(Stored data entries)
[Start of section]

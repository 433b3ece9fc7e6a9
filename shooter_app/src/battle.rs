//! Headless shoot-out driving the projectile pools
//!
//! The player sits at the bottom of the playfield firing straight up, a row
//! of enemies at the top fires down at the player with some spread. Bullets
//! are retired when their lifetime runs out or they leave the playfield, and
//! go straight back to their pool.

use projectile_pool::prelude::*;
use rand::prelude::*;
use rand::rngs::StdRng;

use crate::lifetime::Lifetime;

/// Half the playfield height; bullets beyond this are off screen
const PLAYFIELD_HALF_HEIGHT: f32 = 10.0;
/// Half the playfield width
const PLAYFIELD_HALF_WIDTH: f32 = 8.0;
const PLAYER_FIRE_INTERVAL: f32 = 0.15;
const ENEMY_FIRE_INTERVAL: f32 = 0.6;
const PLAYER_BULLET_LIFETIME: f32 = 1.2;
const ENEMY_BULLET_LIFETIME: f32 = 2.5;
const ENEMY_SPREAD: f32 = 0.35;
const ENEMY_COUNT: usize = 4;

struct InFlight<B> {
    bullet: B,
    lifetime: Lifetime,
}

/// Game state for one shoot-out
pub struct Battle {
    pools: ProjectilePools,
    player_bullets: Vec<InFlight<PlayerBullet>>,
    enemy_bullets: Vec<InFlight<EnemyBullet>>,
    clock: f32,
    player_cooldown: f32,
    enemy_cooldown: f32,
    peak_in_flight: usize,
    rng: StdRng,
}

impl Battle {
    /// Start a battle with the given pools and RNG seed
    pub fn new(pools: ProjectilePools, seed: u64) -> Self {
        Self {
            pools,
            player_bullets: Vec::new(),
            enemy_bullets: Vec::new(),
            clock: 0.0,
            player_cooldown: 0.0,
            enemy_cooldown: ENEMY_FIRE_INTERVAL,
            peak_in_flight: 0,
            rng: StdRng::seed_from_u64(seed),
        }
    }

    /// Advance the simulation by one fixed step
    pub fn step(&mut self, delta_time: f32) {
        self.clock += delta_time;

        self.player_cooldown -= delta_time;
        if self.player_cooldown <= 0.0 {
            self.fire_player();
            self.player_cooldown += PLAYER_FIRE_INTERVAL;
        }

        self.enemy_cooldown -= delta_time;
        if self.enemy_cooldown <= 0.0 {
            self.fire_enemies();
            self.enemy_cooldown += ENEMY_FIRE_INTERVAL;
        }

        for shot in &mut self.player_bullets {
            shot.bullet.advance(delta_time);
        }
        for shot in &mut self.enemy_bullets {
            shot.bullet.advance(delta_time);
        }

        self.peak_in_flight = self.peak_in_flight.max(self.in_flight());
        self.retire_spent();
    }

    /// Return every bullet still in flight to its pool
    pub fn finish(&mut self) {
        for shot in self.player_bullets.drain(..) {
            self.pools.release_player_bullet(shot.bullet);
        }
        for shot in self.enemy_bullets.drain(..) {
            self.pools.release_enemy_bullet(shot.bullet);
        }
        log::debug!("Returned all bullets at t={:.2}s", self.clock);
    }

    /// Bullets currently in flight
    pub fn in_flight(&self) -> usize {
        self.player_bullets.len() + self.enemy_bullets.len()
    }

    /// Most bullets in flight at once so far
    pub fn peak_in_flight(&self) -> usize {
        self.peak_in_flight
    }

    /// The pools backing this battle
    pub fn pools(&self) -> &ProjectilePools {
        &self.pools
    }

    fn fire_player(&mut self) {
        let mut bullet = self.pools.acquire_player_bullet();
        bullet.fire(Vec3::new(0.0, -PLAYFIELD_HALF_HEIGHT + 1.0, 0.0), Vec3::y());
        self.player_bullets.push(InFlight {
            bullet,
            lifetime: Lifetime::new(self.clock, PLAYER_BULLET_LIFETIME),
        });
    }

    fn fire_enemies(&mut self) {
        let spacing = 2.0 * PLAYFIELD_HALF_WIDTH / ENEMY_COUNT as f32;
        for index in 0..ENEMY_COUNT {
            let x = -PLAYFIELD_HALF_WIDTH + spacing * (index as f32 + 0.5);
            let spread = self.rng.gen_range(-ENEMY_SPREAD..=ENEMY_SPREAD);

            let mut bullet = self.pools.acquire_enemy_bullet();
            bullet.fire(
                Vec3::new(x, PLAYFIELD_HALF_HEIGHT - 1.0, 0.0),
                Vec3::new(-x * 0.1 + spread, -1.0, 0.0),
            );
            self.enemy_bullets.push(InFlight {
                bullet,
                lifetime: Lifetime::new(self.clock, ENEMY_BULLET_LIFETIME),
            });
        }
    }

    fn retire_spent(&mut self) {
        let now = self.clock;
        let (spent, live): (Vec<_>, Vec<_>) = self
            .player_bullets
            .drain(..)
            .partition(|shot| is_spent(shot.bullet.position(), &shot.lifetime, now));
        self.player_bullets = live;
        for shot in spent {
            self.pools.release_player_bullet(shot.bullet);
        }

        let (spent, live): (Vec<_>, Vec<_>) = self
            .enemy_bullets
            .drain(..)
            .partition(|shot| is_spent(shot.bullet.position(), &shot.lifetime, now));
        self.enemy_bullets = live;
        for shot in spent {
            self.pools.release_enemy_bullet(shot.bullet);
        }
    }
}

fn is_spent(position: Vec3, lifetime: &Lifetime, now: f32) -> bool {
    lifetime.is_expired(now)
        || position.x.abs() > PLAYFIELD_HALF_WIDTH
        || position.y.abs() > PLAYFIELD_HALF_HEIGHT
}

#[cfg(test)]
mod tests {
    use super::*;

    const DT: f32 = 1.0 / 60.0;

    fn battle() -> Battle {
        let pools =
            ProjectilePools::initialize(&TemplateLibrary::with_defaults(), &PoolConfig::default())
                .unwrap();
        Battle::new(pools, 7)
    }

    #[test]
    fn test_first_step_fires_player() {
        let mut battle = battle();
        battle.step(DT);

        assert_eq!(battle.in_flight(), 1);
        assert_eq!(battle.pools().player_stats().created, 1);
        assert_eq!(battle.pools().enemy_stats().created, 0);
    }

    #[test]
    fn test_long_run_reuses_bullets() {
        let mut battle = battle();
        for _ in 0..1200 {
            battle.step(DT);
        }

        let player = battle.pools().player_stats();
        assert!(player.reused > 0);
        assert!(player.created <= battle.peak_in_flight() as u64 + 1);
        assert!(battle.pools().enemy_stats().reused > 0);
    }

    #[test]
    fn test_finish_returns_everything() {
        let mut battle = battle();
        for _ in 0..120 {
            battle.step(DT);
        }
        battle.finish();

        assert_eq!(battle.in_flight(), 0);
        let player = battle.pools().player_stats();
        let enemy = battle.pools().enemy_stats();
        assert_eq!(player.available as u64, player.created);
        assert_eq!(enemy.available as u64, enemy.created);
    }
}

[End of section]

Task instructions:
The word is "available". Copy every line above where it appears.

Reply:
        assert_eq!(player.available as u64, player.created);
        assert_eq!(enemy.available as u64, enemy.created);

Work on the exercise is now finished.